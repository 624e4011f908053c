//! The metadata service itself: an in-process client backed by the active
//! storage strategy, and the invoker that serves it over a transport.

use std::sync::Arc;

use async_trait::async_trait;
use metadata_service_sdk::{
    InvokeError, Invocation, MetadataInfo, MetadataServiceClient, MetadataServiceError,
    MetadataStorage, ServiceInvoker, ServiceQuery, ServiceUrl, methods,
};
use serde::Deserialize;

pub struct MetadataServiceImpl {
    app: String,
    storage: Arc<dyn MetadataStorage>,
}

impl MetadataServiceImpl {
    #[must_use]
    pub fn new(app: impl Into<String>, storage: Arc<dyn MetadataStorage>) -> Self {
        Self {
            app: app.into(),
            storage,
        }
    }

    #[must_use]
    pub fn storage(&self) -> &Arc<dyn MetadataStorage> {
        &self.storage
    }
}

#[async_trait]
impl MetadataServiceClient for MetadataServiceImpl {
    async fn service_name(&self) -> Result<String, MetadataServiceError> {
        Ok(self.app.clone())
    }

    #[tracing::instrument(skip_all, fields(interface = %query.interface))]
    async fn exported_urls(
        &self,
        query: &ServiceQuery,
    ) -> Result<Vec<ServiceUrl>, MetadataServiceError> {
        self.storage.lookup(query).await
    }

    async fn metadata_info(
        &self,
        revision: Option<&str>,
    ) -> Result<Option<MetadataInfo>, MetadataServiceError> {
        self.storage.metadata_info(revision).await
    }
}

#[derive(Debug, Default, Deserialize)]
struct MetadataInfoArgs {
    #[serde(default)]
    revision: Option<String>,
}

/// Dispatches transport invocations to a [`MetadataServiceClient`].
pub struct MetadataServiceInvoker {
    service: Arc<dyn MetadataServiceClient>,
}

impl MetadataServiceInvoker {
    #[must_use]
    pub fn new(service: Arc<dyn MetadataServiceClient>) -> Self {
        Self { service }
    }
}

#[async_trait]
impl ServiceInvoker for MetadataServiceInvoker {
    async fn invoke(&self, invocation: Invocation) -> anyhow::Result<serde_json::Value> {
        tracing::trace!(method = %invocation.method, "Metadata service invoked");
        let value = match invocation.method.as_str() {
            methods::SERVICE_NAME => serde_json::to_value(self.service.service_name().await?)?,
            methods::VERSION => serde_json::to_value(self.service.version())?,
            methods::GET_EXPORTED_URLS => {
                let query: ServiceQuery = serde_json::from_value(invocation.args)?;
                serde_json::to_value(self.service.exported_urls(&query).await?)?
            }
            methods::GET_METADATA_INFO => {
                let args: MetadataInfoArgs = if invocation.args.is_null() {
                    MetadataInfoArgs::default()
                } else {
                    serde_json::from_value(invocation.args)?
                };
                serde_json::to_value(
                    self.service
                        .metadata_info(args.revision.as_deref())
                        .await?,
                )?
            }
            other => return Err(InvokeError::UnknownMethod(other.to_owned()).into()),
        };
        Ok(value)
    }
}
-----
**Activity**
Write out every entry again, keeping each line exactly the same.

**Solved exercise**
repository 624e4011f908053c
//! The metadata service itself: an in-process client backed by the active
//! storage strategy, and the invoker that serves it over a transport.

use std::sync::Arc;

use async_trait::async_trait;
use metadata_service_sdk::{
    InvokeError, Invocation, MetadataInfo, MetadataServiceClient, MetadataServiceError,
    MetadataStorage, ServiceInvoker, ServiceQuery, ServiceUrl, methods,
};
use serde::Deserialize;

pub struct MetadataServiceImpl {
    app: String,
    storage: Arc<dyn MetadataStorage>,
}

impl MetadataServiceImpl {
    #[must_use]
    pub fn new(app: impl Into<String>, storage: Arc<dyn MetadataStorage>) -> Self {
        Self {
            app: app.into(),
            storage,
        }
    }

    #[must_use]
    pub fn storage(&self) -> &Arc<dyn MetadataStorage> {
        &self.storage
    }
}

#[async_trait]
impl MetadataServiceClient for MetadataServiceImpl {
    async fn service_name(&self) -> Result<String, MetadataServiceError> {
        Ok(self.app.clone())
    }

    #[tracing::instrument(skip_all, fields(interface = %query.interface))]
    async fn exported_urls(
        &self,
        query: &ServiceQuery,
    ) -> Result<Vec<ServiceUrl>, MetadataServiceError> {
        self.storage.lookup(query).await
    }

    async fn metadata_info(
        &self,
        revision: Option<&str>,
    ) -> Result<Option<MetadataInfo>, MetadataServiceError> {
        self.storage.metadata_info(revision).await
    }
}

#[derive(Debug, Default, Deserialize)]
struct MetadataInfoArgs {
    #[serde(default)]
    revision: Option<String>,
}

/// Dispatches transport invocations to a [`MetadataServiceClient`].
pub struct MetadataServiceInvoker {
    service: Arc<dyn MetadataServiceClient>,
}

impl MetadataServiceInvoker {
    #[must_use]
    pub fn new(service: Arc<dyn MetadataServiceClient>) -> Self {
        Self { service }
    }
}

#[async_trait]
impl ServiceInvoker for MetadataServiceInvoker {
    async fn invoke(&self, invocation: Invocation) -> anyhow::Result<serde_json::Value> {
        tracing::trace!(method = %invocation.method, "Metadata service invoked");
        let value = match invocation.method.as_str() {
            methods::SERVICE_NAME => serde_json::to_value(self.service.service_name().await?)?,
            methods::VERSION => serde_json::to_value(self.service.version())?,
            methods::GET_EXPORTED_URLS => {
                let query: ServiceQuery = serde_json::from_value(invocation.args)?;
                serde_json::to_value(self.service.exported_urls(&query).await?)?
            }
            methods::GET_METADATA_INFO => {
                let args: MetadataInfoArgs = if invocation.args.is_null() {
                    MetadataInfoArgs::default()
                } else {
                    serde_json::from_value(invocation.args)?
                };
                serde_json::to_value(
                    self.service
                        .metadata_info(args.revision.as_deref())
                        .await?,
                )?
            }
            other => return Err(InvokeError::UnknownMethod(other.to_owned()).into()),
        };
        Ok(value)
    }
}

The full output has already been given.